The Rougarou of Frenchmen Street
Curtis John Arceneaux was not born to be ordinary. Born in Ascension Parish to an Acadian family, he became a blues musician, a visual artist, a mystic, and a character so thoroughly larger than life that his stage name — Coco Robicheaux — came from a Louisiana folk tale about a Cajun werewolf. The loup garou, or rougarou, is a creature from French Louisiana folklore that abducts naughty children. It is a strange and wonderful name for a strange and wonderful man, and it fit him like a second skin.
Coco was one of those New Orleans figures who defied easy categorization. His music was blues at its foundation, but it incorporated elements of swamp rock, roots music, and something darker and more spiritual that seemed to come from the same bayou waters that produced the folk tales he was named after. He played guitar with a rawness that suggested the instrument was an extension of his nervous system, and he sang with the weathered authority of a man who had seen things he would never fully explain.
Art, Music, and the Voodoo Blues
Beyond the music, Coco was a visual artist whose paintings and drawings explored the same mystical territory as his songs. His art was outsider art in the truest sense — vivid, spiritual, haunted — and it hung in galleries and bars and private collections throughout New Orleans. He was also known as a practitioner of folk spirituality, a man who took the voodoo and hoodoo traditions of Louisiana seriously at a time when most people treated them as tourist kitsch.
He portrayed himself in the HBO series Treme, David Simon's love letter to post-Katrina New Orleans, which was fitting because Coco was the kind of character that fiction writers dream about but rarely have the nerve to invent. He was too real to be made up — too eccentric, too talented, too deeply rooted in the soil of Louisiana to be anything other than exactly what he was.
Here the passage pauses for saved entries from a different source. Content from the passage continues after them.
//! Business logic services for storefront.
//!
//! # Services
//!
//! - `session` - The signed-in identity (demo login, registration, logout)
//! - `cart` - Cart store synchronized to the `cart` record
//! - `orders` - Append-only order history in the `orders` record
//! - `payment` - Payment gateway port and the mock gateway
//! - `checkout` - Order placement through the payment gateway
//!
//! Stores write their whole record after every change. Writes are
//! fire-and-forget: a failed write is logged and the in-memory state is kept.

pub mod cart;
pub mod checkout;
pub mod orders;
pub mod payment;
pub mod session;

pub use cart::CartStore;
pub use checkout::{CheckoutError, place_order};
pub use orders::OrderHistory;
pub use payment::{MockPaymentGateway, PaymentConfirmation, PaymentError, PaymentGateway};
pub use session::{AuthError, SessionStore};

use pharmacart_core::KeyValueStore;
use serde::Serialize;
use serde::de::DeserializeOwned;

/// Read and decode the record under `key`.
///
/// A missing record is `None`. A record that fails to decode is logged and
/// also reported as `None`, so callers fall back to their empty state.
fn load_record<T: DeserializeOwned>(storage: &dyn KeyValueStore, key: &str) -> Option<T> {
    let raw = storage.get(key)?;
    match serde_json::from_str(&raw) {
        Ok(value) => Some(value),
        Err(e) => {
            tracing::warn!(key, error = %e, "Discarding malformed stored record");
            None
        }
    }
}

/// Encode and write the record under `key`, logging any failure.
fn save_record<T: Serialize>(storage: &dyn KeyValueStore, key: &str, value: &T) {
    let result = serde_json::to_string(value)
        .map_err(Into::into)
        .and_then(|json| storage.set(key, &json));
    if let Err(e) = result {
        tracing::warn!(key, error = %e, "Failed to persist record");
    }
}

/// Delete the record under `key`, logging any failure.
fn delete_record(storage: &dyn KeyValueStore, key: &str) {
    if let Err(e) = storage.delete(key) {
        tracing::warn!(key, error = %e, "Failed to delete record");
    }
}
Last Call at the Apple Barrel
Coco Robicheaux died the way he lived — on Frenchmen Street, in the middle of the music. He collapsed at the Apple Barrel, his favorite bar, a tiny venue on the stretch of Frenchmen that serves as the beating heart of New Orleans' live music scene. It was, in its sad way, the most appropriate exit imaginable. The rougarou went home to the swamp, and Frenchmen Street lost one of its most essential souls. But his music and his art remain, as wild and untamed as the man himself, proof that New Orleans will always produce people who cannot be contained by convention.